Given records:
----------

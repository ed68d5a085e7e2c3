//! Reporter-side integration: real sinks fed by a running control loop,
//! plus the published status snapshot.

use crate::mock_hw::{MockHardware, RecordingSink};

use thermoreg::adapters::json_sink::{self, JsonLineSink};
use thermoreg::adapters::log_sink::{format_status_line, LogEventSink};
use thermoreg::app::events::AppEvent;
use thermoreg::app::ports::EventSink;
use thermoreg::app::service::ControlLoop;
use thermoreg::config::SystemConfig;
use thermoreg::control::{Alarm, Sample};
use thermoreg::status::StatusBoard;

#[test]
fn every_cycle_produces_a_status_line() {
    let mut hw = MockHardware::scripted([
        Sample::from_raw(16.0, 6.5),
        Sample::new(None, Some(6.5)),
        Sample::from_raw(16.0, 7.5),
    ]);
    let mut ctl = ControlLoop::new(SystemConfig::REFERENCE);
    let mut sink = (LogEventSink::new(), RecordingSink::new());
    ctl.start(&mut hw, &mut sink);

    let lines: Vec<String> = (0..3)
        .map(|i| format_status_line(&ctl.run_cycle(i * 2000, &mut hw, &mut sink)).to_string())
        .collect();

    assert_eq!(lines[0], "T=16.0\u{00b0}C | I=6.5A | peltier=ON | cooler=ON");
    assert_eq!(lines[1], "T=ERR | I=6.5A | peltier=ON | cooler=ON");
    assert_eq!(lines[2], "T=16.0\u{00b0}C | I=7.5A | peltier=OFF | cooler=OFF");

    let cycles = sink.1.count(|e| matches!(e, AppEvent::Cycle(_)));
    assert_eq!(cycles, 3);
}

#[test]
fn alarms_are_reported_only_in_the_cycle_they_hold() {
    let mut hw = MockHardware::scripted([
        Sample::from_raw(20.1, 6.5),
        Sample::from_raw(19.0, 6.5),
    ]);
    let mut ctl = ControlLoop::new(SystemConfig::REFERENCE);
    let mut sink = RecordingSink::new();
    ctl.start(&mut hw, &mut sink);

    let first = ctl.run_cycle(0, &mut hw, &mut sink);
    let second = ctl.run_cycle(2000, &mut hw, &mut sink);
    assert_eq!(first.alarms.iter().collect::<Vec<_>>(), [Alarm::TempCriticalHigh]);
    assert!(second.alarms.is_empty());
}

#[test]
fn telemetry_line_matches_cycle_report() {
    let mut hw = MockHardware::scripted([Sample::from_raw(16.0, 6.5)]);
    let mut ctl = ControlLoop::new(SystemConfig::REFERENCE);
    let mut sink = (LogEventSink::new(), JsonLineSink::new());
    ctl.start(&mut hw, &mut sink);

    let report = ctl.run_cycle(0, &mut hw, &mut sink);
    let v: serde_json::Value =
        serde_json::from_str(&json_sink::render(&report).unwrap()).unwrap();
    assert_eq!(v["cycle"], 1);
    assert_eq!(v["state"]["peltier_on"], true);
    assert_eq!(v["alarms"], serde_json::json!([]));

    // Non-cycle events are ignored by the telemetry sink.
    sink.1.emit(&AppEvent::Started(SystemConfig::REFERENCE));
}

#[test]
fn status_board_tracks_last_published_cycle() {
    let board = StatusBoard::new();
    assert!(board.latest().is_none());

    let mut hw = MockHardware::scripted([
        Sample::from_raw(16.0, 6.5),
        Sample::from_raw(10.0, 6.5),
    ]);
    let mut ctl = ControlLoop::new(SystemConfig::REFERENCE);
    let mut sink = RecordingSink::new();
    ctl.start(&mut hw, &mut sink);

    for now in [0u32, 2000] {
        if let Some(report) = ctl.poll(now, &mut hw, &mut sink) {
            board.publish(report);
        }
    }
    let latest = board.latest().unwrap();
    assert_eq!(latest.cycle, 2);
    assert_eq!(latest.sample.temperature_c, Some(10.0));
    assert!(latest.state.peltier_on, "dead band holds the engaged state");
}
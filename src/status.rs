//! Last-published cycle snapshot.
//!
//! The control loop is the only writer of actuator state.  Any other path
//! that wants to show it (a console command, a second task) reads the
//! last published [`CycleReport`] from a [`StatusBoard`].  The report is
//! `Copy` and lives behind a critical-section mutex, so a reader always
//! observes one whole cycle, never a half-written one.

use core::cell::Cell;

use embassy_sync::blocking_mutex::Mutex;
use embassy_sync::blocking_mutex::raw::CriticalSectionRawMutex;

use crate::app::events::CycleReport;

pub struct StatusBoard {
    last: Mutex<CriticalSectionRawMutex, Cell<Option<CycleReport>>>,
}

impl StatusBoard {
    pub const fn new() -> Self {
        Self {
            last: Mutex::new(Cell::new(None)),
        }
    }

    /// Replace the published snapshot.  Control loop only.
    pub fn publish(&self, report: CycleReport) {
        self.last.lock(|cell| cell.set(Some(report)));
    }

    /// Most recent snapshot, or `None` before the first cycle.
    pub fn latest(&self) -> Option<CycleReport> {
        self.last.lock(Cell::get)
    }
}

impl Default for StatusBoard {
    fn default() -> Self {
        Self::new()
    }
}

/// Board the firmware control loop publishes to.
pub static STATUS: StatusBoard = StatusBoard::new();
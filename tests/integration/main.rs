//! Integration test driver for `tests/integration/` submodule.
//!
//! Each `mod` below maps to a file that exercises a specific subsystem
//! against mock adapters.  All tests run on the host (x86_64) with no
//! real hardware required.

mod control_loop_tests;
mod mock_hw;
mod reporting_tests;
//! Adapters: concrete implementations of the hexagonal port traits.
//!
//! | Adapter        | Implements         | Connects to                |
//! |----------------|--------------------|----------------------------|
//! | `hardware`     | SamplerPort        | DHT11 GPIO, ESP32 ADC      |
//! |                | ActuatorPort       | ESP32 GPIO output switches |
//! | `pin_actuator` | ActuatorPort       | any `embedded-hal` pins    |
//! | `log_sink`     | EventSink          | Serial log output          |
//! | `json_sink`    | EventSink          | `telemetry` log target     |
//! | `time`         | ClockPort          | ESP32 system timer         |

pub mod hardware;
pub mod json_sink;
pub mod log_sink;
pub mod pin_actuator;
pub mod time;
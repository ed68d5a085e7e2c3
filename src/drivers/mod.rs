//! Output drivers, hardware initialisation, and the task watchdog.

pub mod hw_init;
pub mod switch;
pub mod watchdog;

----------

Task requirements: Every record must be output again with its wording unchanged.

Solution to this exercise:
repository ed68d5a085e7e2c3
//! Reporter-side integration: real sinks fed by a running control loop,
//! plus the published status snapshot.

use crate::mock_hw::{MockHardware, RecordingSink};

use thermoreg::adapters::json_sink::{self, JsonLineSink};
use thermoreg::adapters::log_sink::{format_status_line, LogEventSink};
use thermoreg::app::events::AppEvent;
use thermoreg::app::ports::EventSink;
use thermoreg::app::service::ControlLoop;
use thermoreg::config::SystemConfig;
use thermoreg::control::{Alarm, Sample};
use thermoreg::status::StatusBoard;

#[test]
fn every_cycle_produces_a_status_line() {
    let mut hw = MockHardware::scripted([
        Sample::from_raw(16.0, 6.5),
        Sample::new(None, Some(6.5)),
        Sample::from_raw(16.0, 7.5),
    ]);
    let mut ctl = ControlLoop::new(SystemConfig::REFERENCE);
    let mut sink = (LogEventSink::new(), RecordingSink::new());
    ctl.start(&mut hw, &mut sink);

    let lines: Vec<String> = (0..3)
        .map(|i| format_status_line(&ctl.run_cycle(i * 2000, &mut hw, &mut sink)).to_string())
        .collect();

    assert_eq!(lines[0], "T=16.0\u{00b0}C | I=6.5A | peltier=ON | cooler=ON");
    assert_eq!(lines[1], "T=ERR | I=6.5A | peltier=ON | cooler=ON");
    assert_eq!(lines[2], "T=16.0\u{00b0}C | I=7.5A | peltier=OFF | cooler=OFF");

    let cycles = sink.1.count(|e| matches!(e, AppEvent::Cycle(_)));
    assert_eq!(cycles, 3);
}

#[test]
fn alarms_are_reported_only_in_the_cycle_they_hold() {
    let mut hw = MockHardware::scripted([
        Sample::from_raw(20.1, 6.5),
        Sample::from_raw(19.0, 6.5),
    ]);
    let mut ctl = ControlLoop::new(SystemConfig::REFERENCE);
    let mut sink = RecordingSink::new();
    ctl.start(&mut hw, &mut sink);

    let first = ctl.run_cycle(0, &mut hw, &mut sink);
    let second = ctl.run_cycle(2000, &mut hw, &mut sink);
    assert_eq!(first.alarms.iter().collect::<Vec<_>>(), [Alarm::TempCriticalHigh]);
    assert!(second.alarms.is_empty());
}

#[test]
fn telemetry_line_matches_cycle_report() {
    let mut hw = MockHardware::scripted([Sample::from_raw(16.0, 6.5)]);
    let mut ctl = ControlLoop::new(SystemConfig::REFERENCE);
    let mut sink = (LogEventSink::new(), JsonLineSink::new());
    ctl.start(&mut hw, &mut sink);

    let report = ctl.run_cycle(0, &mut hw, &mut sink);
    let v: serde_json::Value =
        serde_json::from_str(&json_sink::render(&report).unwrap()).unwrap();
    assert_eq!(v["cycle"], 1);
    assert_eq!(v["state"]["peltier_on"], true);
    assert_eq!(v["alarms"], serde_json::json!([]));

    // Non-cycle events are ignored by the telemetry sink.
    sink.1.emit(&AppEvent::Started(SystemConfig::REFERENCE));
}

#[test]
fn status_board_tracks_last_published_cycle() {
    let board = StatusBoard::new();
    assert!(board.latest().is_none());

    let mut hw = MockHardware::scripted([
        Sample::from_raw(16.0, 6.5),
        Sample::from_raw(10.0, 6.5),
    ]);
    let mut ctl = ControlLoop::new(SystemConfig::REFERENCE);
    let mut sink = RecordingSink::new();
    ctl.start(&mut hw, &mut sink);

    for now in [0u32, 2000] {
        if let Some(report) = ctl.poll(now, &mut hw, &mut sink) {
            board.publish(report);
        }
    }
    let latest = board.latest().unwrap();
    assert_eq!(latest.cycle, 2);
    assert_eq!(latest.sample.temperature_c, Some(10.0));
    assert!(latest.state.peltier_on, "dead band holds the engaged state");
}
filename src/status.rs
//! Last-published cycle snapshot.
//!
//! The control loop is the only writer of actuator state.  Any other path
//! that wants to show it (a console command, a second task) reads the
//! last published [`CycleReport`] from a [`StatusBoard`].  The report is
//! `Copy` and lives behind a critical-section mutex, so a reader always
//! observes one whole cycle, never a half-written one.

use core::cell::Cell;

use embassy_sync::blocking_mutex::Mutex;
use embassy_sync::blocking_mutex::raw::CriticalSectionRawMutex;

use crate::app::events::CycleReport;

pub struct StatusBoard {
    last: Mutex<CriticalSectionRawMutex, Cell<Option<CycleReport>>>,
}

impl StatusBoard {
    pub const fn new() -> Self {
        Self {
            last: Mutex::new(Cell::new(None)),
        }
    }

    /// Replace the published snapshot.  Control loop only.
    pub fn publish(&self, report: CycleReport) {
        self.last.lock(|cell| cell.set(Some(report)));
    }

    /// Most recent snapshot, or `None` before the first cycle.
    pub fn latest(&self) -> Option<CycleReport> {
        self.last.lock(Cell::get)
    }
}

impl Default for StatusBoard {
    fn default() -> Self {
        Self::new()
    }
}

/// Board the firmware control loop publishes to.
pub static STATUS: StatusBoard = StatusBoard::new();
filename tests/integration/main.rs
//! Integration test driver for `tests/integration/` submodule.
//!
//! Each `mod` below maps to a file that exercises a specific subsystem
//! against mock adapters.  All tests run on the host (x86_64) with no
//! real hardware required.

mod control_loop_tests;
mod mock_hw;
mod reporting_tests;
//! Adapters: concrete implementations of the hexagonal port traits.
//!
//! | Adapter        | Implements         | Connects to                |
//! |----------------|--------------------|----------------------------|
//! | `hardware`     | SamplerPort        | DHT11 GPIO, ESP32 ADC      |
//! |                | ActuatorPort       | ESP32 GPIO output switches |
//! | `pin_actuator` | ActuatorPort       | any `embedded-hal` pins    |
//! | `log_sink`     | EventSink          | Serial log output          |
//! | `json_sink`    | EventSink          | `telemetry` log target     |
//! | `time`         | ClockPort          | ESP32 system timer         |

pub mod hardware;
pub mod json_sink;
pub mod log_sink;
pub mod pin_actuator;
pub mod time;
repository ed68d5a085e7e2c3
filename src/drivers/mod.rs
//! Output drivers, hardware initialisation, and the task watchdog.

pub mod hw_init;
pub mod switch;
pub mod watchdog;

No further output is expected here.